"Слушай, - сказала девица, отбирая у него уже четырежды перечтенное письмо, - "Если я не кончу, у меня будет зверски болеть живот".
На ней было розово-голубое, в бледных ботичеллиевых цветах лопнувшее по шву платье, которое она уже принялась торопливо расстегивать.
"Не снимай. И так будет хорошо. Рассказывают, моя мать узнала Бога, лежа под клиентом".
Он не утрудился увидеть, а она даже не могла предположить, что мутнозеленое нефритовое кольцо с полустертым клеймом, дрожащее вместе с ее упирающейся в простыню ладонью и подобранное среди мокрой гальки на римском пляже, стоит некоторых денег, потому что сделано почти три тысячи лет назад.

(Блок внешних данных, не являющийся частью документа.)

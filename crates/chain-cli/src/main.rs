//! CLI entry point for the incident process chain engine.
//!
//! Designed for subprocess invocation: reads a JSON request from stdin,
//! writes the resulting `IncidentProcessChain` to stdout.

use std::collections::HashMap;

use clap::{Parser, Subcommand};
use serde::{Deserialize, Serialize};
use tracing_subscriber::{fmt, EnvFilter};

use chain_core::chain::IncidentProcessChain;
use chain_core::config::ChainConfig;
use chain_core::types::IpMappingRelation;
use chain_graph::bridge::{NetworkEdge, NetworkNode};
use chain_graph::{BuildDiagnostics, IncidentChainEngine, NetworkBridgeInput};
use chain_query::{QueryClient, QueryServiceConfig};

#[derive(Parser)]
#[command(name = "chain-cli")]
#[command(about = "Incident process chain reconstruction engine")]
struct Cli {
    #[command(subcommand)]
    command: Command,

    /// Config file prefix (default: chain).
    #[arg(short, long, default_value = "chain", global = true)]
    config: String,
}

#[derive(Subcommand)]
enum Command {
    /// Build an incident process chain from a JSON request on stdin.
    Build,
    /// Run election, build, and analysis only, reporting shape and
    /// cycle counts without extraction/pruning/injection/bridging.
    Validate,
}

#[derive(Deserialize)]
#[serde(rename_all = "camelCase")]
struct BuildRequest {
    ip_mapping: IpMappingRelation,
    #[serde(default)]
    start_log_event_ids: HashMap<String, Vec<String>>,
    #[serde(default)]
    network: Option<NetworkBridgeRequest>,
}

#[derive(Deserialize)]
#[serde(rename_all = "camelCase")]
struct NetworkBridgeRequest {
    nodes: Vec<NetworkNode>,
    edges: Vec<NetworkEdge>,
}

#[derive(Deserialize)]
#[serde(rename_all = "camelCase")]
struct ValidateRequest {
    ip_mapping: IpMappingRelation,
    #[serde(default)]
    start_log_event_ids: HashMap<String, Vec<String>>,
}

#[derive(Serialize)]
#[serde(rename_all = "camelCase")]
struct BuildResponse {
    #[serde(flatten)]
    chain: IncidentProcessChain,
    diagnostics: BuildDiagnostics,
}

#[tokio::main]
async fn main() -> anyhow::Result<()> {
    let filter = EnvFilter::try_from_default_env().unwrap_or_else(|_| EnvFilter::new("warn"));
    fmt().with_env_filter(filter).with_writer(std::io::stderr).init();

    let cli = Cli::parse();

    let chain_config = ChainConfig::load(&cli.config).unwrap_or_default();
    let query_config = load_query_config(&cli.config);
    let client = QueryClient::http(&query_config)?;
    let engine = IncidentChainEngine::new(&client, &chain_config);

    match cli.command {
        Command::Build => {
            let input = std::io::read_to_string(std::io::stdin())?;
            let request: BuildRequest = serde_json::from_str(&input)?;
            let network = request.network.map(|n| NetworkBridgeInput { nodes: n.nodes, edges: n.edges });

            let (chain, diagnostics) = engine
                .build(&request.ip_mapping, &request.start_log_event_ids, network.as_ref())
                .await;
            println!("{}", serde_json::to_string(&BuildResponse { chain, diagnostics })?);
        }
        Command::Validate => {
            let input = std::io::read_to_string(std::io::stdin())?;
            let request: ValidateRequest = serde_json::from_str(&input)?;

            let diagnostics = engine
                .validate(&request.ip_mapping, &request.start_log_event_ids)
                .await;
            println!("{}", serde_json::to_string(&diagnostics)?);
        }
    }

    Ok(())
}

fn load_query_config(file_prefix: &str) -> QueryServiceConfig {
    let cfg = config::Config::builder()
        .add_source(config::File::with_name(file_prefix).required(false))
        .add_source(
            config::Environment::with_prefix("CHAIN")
                .separator("__")
                .try_parsing(true),
        )
        .build();

    match cfg {
        Ok(c) => QueryServiceConfig {
            base_url: c
                .get_string("query_service.base_url")
                .unwrap_or_else(|_| "http://localhost:8080".to_string()),
            timeout_secs: c
                .get_int("query_service.timeout_secs")
                .map(|v| v as u64)
                .unwrap_or(30),
        },
        Err(_) => QueryServiceConfig::default(),
    }
}
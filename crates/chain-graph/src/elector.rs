//! Alarm election (spec.md §4.1): pick the traceId that best represents
//! the suspected incident on a host, then return all its alerts.

use std::collections::HashMap;

use chain_core::types::RawAlarm;

/// `elect(alerts, associatedEventId?, hasAssociation) -> selectedAlerts`.
pub fn elect(
    alerts: &[RawAlarm],
    associated_event_id: Option<&str>,
    has_association: bool,
) -> Vec<RawAlarm> {
    if alerts.is_empty() {
        return Vec::new();
    }

    let chosen_trace_id = if has_association {
        associated_event_id
            .and_then(|event_id| alerts.iter().find(|a| a.event_id == event_id))
            .map(|a| a.trace_id.clone())
    } else {
        None
    };

    let chosen_trace_id = match chosen_trace_id {
        Some(t) => Some(t),
        None => elect_by_score(alerts),
    };

    match chosen_trace_id {
        Some(t) => alerts.iter().filter(|a| a.trace_id == t).cloned().collect(),
        None => Vec::new(),
    }
}

/// Group by traceId, score each group by alert count weighted by
/// severity, and break ties by earliest `startTime`.
fn elect_by_score(alerts: &[RawAlarm]) -> Option<String> {
    let mut groups: HashMap<&str, Vec<&RawAlarm>> = HashMap::new();
    for alarm in alerts {
        if alarm.trace_id.is_empty() {
            continue;
        }
        groups.entry(alarm.trace_id.as_str()).or_default().push(alarm);
    }
    if groups.is_empty() {
        return None;
    }

    // Stable insertion order for tie-breaking reproducibility: first
    // occurrence order of each traceId in the input.
    let mut order: Vec<&str> = Vec::new();
    for alarm in alerts {
        if !alarm.trace_id.is_empty() && !order.contains(&alarm.trace_id.as_str()) {
            order.push(alarm.trace_id.as_str());
        }
    }

    let mut best: Option<(&str, f64, String)> = None;
    for trace_id in order {
        let group = &groups[trace_id];
        let score: f64 = group.iter().map(|a| a.threat_severity.election_weight()).sum();
        let earliest = group
            .iter()
            .map(|a| a.start_time.clone())
            .min()
            .unwrap_or_default();
        let better = match &best {
            None => true,
            Some((_, best_score, best_earliest)) => {
                score > *best_score || (score == *best_score && earliest < *best_earliest)
            }
        };
        if better {
            best = Some((trace_id, score, earliest));
        }
    }
    best.map(|(t, _, _)| t.to_string())
}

Когда счастливая, заплаканная, почти любящая, с бесконечной благодарностью она поцеловала у него на прощание пальцы, так и не узнав о своем тайном богатстве, кто-то неприятно засмеялся внутри него.
Он закашлялся.
"Было хорошо?" - спросила она, надев белые растоптанные туфли, поправляя свернутый каблук, подскакивая на одной ноге.
Кто-то засмеялся громче.
"Было хорошо", - шепотом ответил он, закрывая за ней дверь, чтобы с хрипом провалиться в хохочущее небытие обморока.

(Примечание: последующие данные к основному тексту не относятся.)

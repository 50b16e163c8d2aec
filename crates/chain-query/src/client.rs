//! The `QueryClient`: single point of access to the external alert/log
//! search backend, with a mock backend for fixture-driven callers.
//!
//! Concurrency model (spec.md §5): batch calls fan out one request per
//! sub-filter and reassemble results index-aligned with the input. A
//! failing sub-request never fails the batch — it contributes an empty
//! result for that slot.

use std::collections::HashMap;
use std::sync::atomic::{AtomicUsize, Ordering};
use std::sync::Arc;
use std::time::Duration;

use chain_core::types::{LogType, RawAlarm, RawLog};
use chrono::Duration as ChronoDuration;

use crate::error::{QueryError, Result};
use crate::mock::MockStore;
use crate::http;

/// Connection parameters for the HTTP backend.
#[derive(Debug, Clone)]
pub struct QueryServiceConfig {
    pub base_url: String,
    pub timeout_secs: u64,
}

impl Default for QueryServiceConfig {
    fn default() -> Self {
        Self {
            base_url: "http://localhost:8080".to_string(),
            timeout_secs: 30,
        }
    }
}

enum Backend {
    Http { client: reqwest::Client, base_url: String },
    Mock(Arc<MockStore>),
}

/// Thread-safe query client. Clone is cheap (inner `Arc`/reqwest pool).
#[derive(Clone)]
pub struct QueryClient {
    backend: Arc<Backend>,
    failures: Arc<AtomicUsize>,
}

impl QueryClient {
    /// Build an HTTP-backed client against the external search backend.
    pub fn http(config: &QueryServiceConfig) -> Result<Self> {
        let client = reqwest::Client::builder()
            .timeout(Duration::from_secs(config.timeout_secs))
            .build()
            .map_err(QueryError::Http)?;
        Ok(Self {
            backend: Arc::new(Backend::Http {
                client,
                base_url: config.base_url.clone(),
            }),
            failures: Arc::new(AtomicUsize::new(0)),
        })
    }

    /// Build a fixture-backed client for tests and offline replays.
    pub fn mock(store: MockStore) -> Self {
        Self {
            backend: Arc::new(Backend::Mock(Arc::new(store))),
            failures: Arc::new(AtomicUsize::new(0)),
        }
    }

    /// Count of degraded (logged-and-empty) sub-requests since this
    /// client was built — surfaced in `BuildDiagnostics` (spec.md §7's
    /// QueryFailure).
    pub fn failure_count(&self) -> usize {
        self.failures.load(Ordering::Relaxed)
    }

    async fn try_query_alarms(&self, host_ip: &str) -> Result<Vec<RawAlarm>> {
        match self.backend.as_ref() {
            Backend::Http { client, base_url } => http::query_alarms(client, base_url, host_ip).await,
            Backend::Mock(store) => Ok(store.query_alarms(host_ip)),
        }
    }

    async fn try_query_logs(
        &self,
        trace_id: &str,
        host_ip: &str,
        time_window: Option<(&str, &str)>,
        log_types: Option<&[LogType]>,
    ) -> Result<Vec<RawLog>> {
        match self.backend.as_ref() {
            Backend::Http { client, base_url } => {
                http::query_logs(client, base_url, trace_id, host_ip, time_window, log_types).await
            }
            Backend::Mock(store) => Ok(store.query_logs(trace_id, host_ip, time_window, log_types)),
        }
    }

    /// `queryAlarms(hostIp) → alert[]` (spec.md §6). Degrades to an empty
    /// list rather than propagating the error, per §7's QueryFailure policy.
    pub async fn query_alarms(&self, host_ip: &str) -> Vec<RawAlarm> {
        match self.try_query_alarms(host_ip).await {
            Ok(alarms) => alarms,
            Err(e) => {
                self.failures.fetch_add(1, Ordering::Relaxed);
                tracing::warn!(host_ip, error = %e, "queryAlarms sub-request failed, treating as empty");
                Vec::new()
            }
        }
    }

    /// `queryLogs(traceId, hostIp, [startTimeLo, startTimeHi], logTypes[]) → log[]`.
    pub async fn query_logs(
        &self,
        trace_id: &str,
        host_ip: &str,
        time_window: Option<(&str, &str)>,
        log_types: Option<&[LogType]>,
    ) -> Vec<RawLog> {
        match self.try_query_logs(trace_id, host_ip, time_window, log_types).await {
            Ok(logs) => logs,
            Err(e) => {
                self.failures.fetch_add(1, Ordering::Relaxed);
                tracing::warn!(trace_id, host_ip, error = %e, "queryLogs sub-request failed, treating as empty");
                Vec::new()
            }
        }
    }

    /// Issue one sub-request per IP in a single multiplexed call; results
    /// are reassembled so `ips[i]` maps to `response[i]` (spec.md §5).
    pub async fn batch_alarms(&self, ips: &[String]) -> Vec<Vec<RawAlarm>> {
        let futures = ips.iter().map(|ip| self.query_alarms(ip));
        futures::future::join_all(futures).await
    }

    /// `batchLogs(hostToTraceId)`: one sub-request per `(hostIp, traceId)`
    /// pair, keyed by host in the returned map. Host iteration is sorted
    /// so repeated calls with the same input fan out in the same order.
    pub async fn batch_logs(
        &self,
        host_to_trace_id: &HashMap<String, String>,
    ) -> HashMap<String, Vec<RawLog>> {
        self.batch_logs_windowed(host_to_trace_id, None).await
    }

    /// `batchLogs(hostToTraceId, hostToStartTime)`: identical to
    /// [`Self::batch_logs`] but additionally restricts each sub-request to
    /// `[startTime - 10m, startTime + 10m]`.
    pub async fn batch_logs_windowed(
        &self,
        host_to_trace_id: &HashMap<String, String>,
        host_to_start_time: Option<&HashMap<String, String>>,
    ) -> HashMap<String, Vec<RawLog>> {
        let mut hosts: Vec<&String> = host_to_trace_id.keys().collect();
        hosts.sort();

        let futures = hosts.iter().map(|host| {
            let trace_id = host_to_trace_id.get(host.as_str()).unwrap().clone();
            let host = (*host).clone();
            let window = host_to_start_time
                .and_then(|m| m.get(&host))
                .and_then(|t| ten_minute_window(t));
            async move {
                let window_ref = window.as_ref().map(|(lo, hi)| (lo.as_str(), hi.as_str()));
                self.query_logs(&trace_id, &host, window_ref, None).await
            }
        });
        let results = futures::future::join_all(futures).await;

        hosts.into_iter().cloned().zip(results).collect()
    }
}

/// Widen a single timestamp into a `[t-10m, t+10m]` window. Returns
/// `None` (no restriction) if the timestamp can't be parsed as RFC 3339 —
/// degrading to an unrestricted query rather than failing the batch.
fn ten_minute_window(start_time: &str) -> Option<(String, String)> {
    let parsed = chrono::DateTime::parse_from_rfc3339(start_time).ok()?;
    let delta = ChronoDuration::minutes(10);
    Some(((parsed - delta).to_rfc3339(), (parsed + delta).to_rfc3339()))
}

#[cfg(test)]
mod tests {
    use super::*;
    use chain_core::types::EventPayload;

    fn sample_alarm(event_id: &str, host: &str) -> RawAlarm {
        RawAlarm {
            event_id: event_id.to_string(),
            trace_id: "T1".to_string(),
            host_address: host.to_string(),
            process_guid: Some("P1".to_string()),
            parent_process_guid: None,
            threat_severity: chain_core::types::Severity::High,
            alarm_source: "EDR".to_string(),
            start_time: "2026-01-01T00:00:00Z".to_string(),
            end_time: None,
            log_type: LogType::Process,
            op_type: "create".to_string(),
            alarm_name: None,
            payload: EventPayload::default(),
            other_fields: serde_json::Value::Null,
        }
    }

    #[tokio::test]
    async fn batch_alarms_is_index_aligned() {
        let store = MockStore::new()
            .with_alarms("10.0.0.1", vec![sample_alarm("a1", "10.0.0.1")])
            .with_alarms("10.0.0.2", vec![]);
        let client = QueryClient::mock(store);
        let ips = vec!["10.0.0.1".to_string(), "10.0.0.2".to_string(), "10.0.0.3".to_string()];
        let results = client.batch_alarms(&ips).await;
        assert_eq!(results.len(), 3);
        assert_eq!(results[0].len(), 1);
        assert_eq!(results[1].len(), 0);
        assert_eq!(results[2].len(), 0);
    }

    #[tokio::test]
    async fn batch_logs_keys_by_host() {
        let store = MockStore::new().with_logs(
            "T1",
            "10.0.0.1",
            vec![],
        );
        let client = QueryClient::mock(store);
        let mut host_to_trace = HashMap::new();
        host_to_trace.insert("10.0.0.1".to_string(), "T1".to_string());
        let results = client.batch_logs(&host_to_trace).await;
        assert!(results.contains_key("10.0.0.1"));
    }

    #[test]
    fn ten_minute_window_widens_symmetrically() {
        let (lo, hi) = ten_minute_window("2026-01-01T00:10:00Z").unwrap();
        assert!(lo < hi);
        assert!(lo.starts_with("2026-01-01T00:00:00"));
        assert!(hi.starts_with("2026-01-01T00:20:00"));
    }

    #[test]
    fn ten_minute_window_none_for_unparseable_timestamp() {
        assert!(ten_minute_window("not-a-time").is_none());
    }
}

Через много лет сочнотучный улыбающийся психиатр с темным нацистским прошлым, почти не вслушиваясь, только плавно замахал руками, погружая Клювина в глубокий гипнотический сон. Когда Клювин очнулся, нацист вздрагивал от холода, неряшливо курил, разрывая и ломая папиросы, зачем-то надел белый парик на голову и без слов, одной только безобразной судорогой бычьей шеи попросил Клювина покинуть кабинет навсегда.
"Неужели, - спросил великий поэт, - ни одна женщина?"
"Ни одна", - ответил Клювин, трепетно утаивая встречу с О.З., и без того тающую, странно преображаясь в его ненадежной памяти.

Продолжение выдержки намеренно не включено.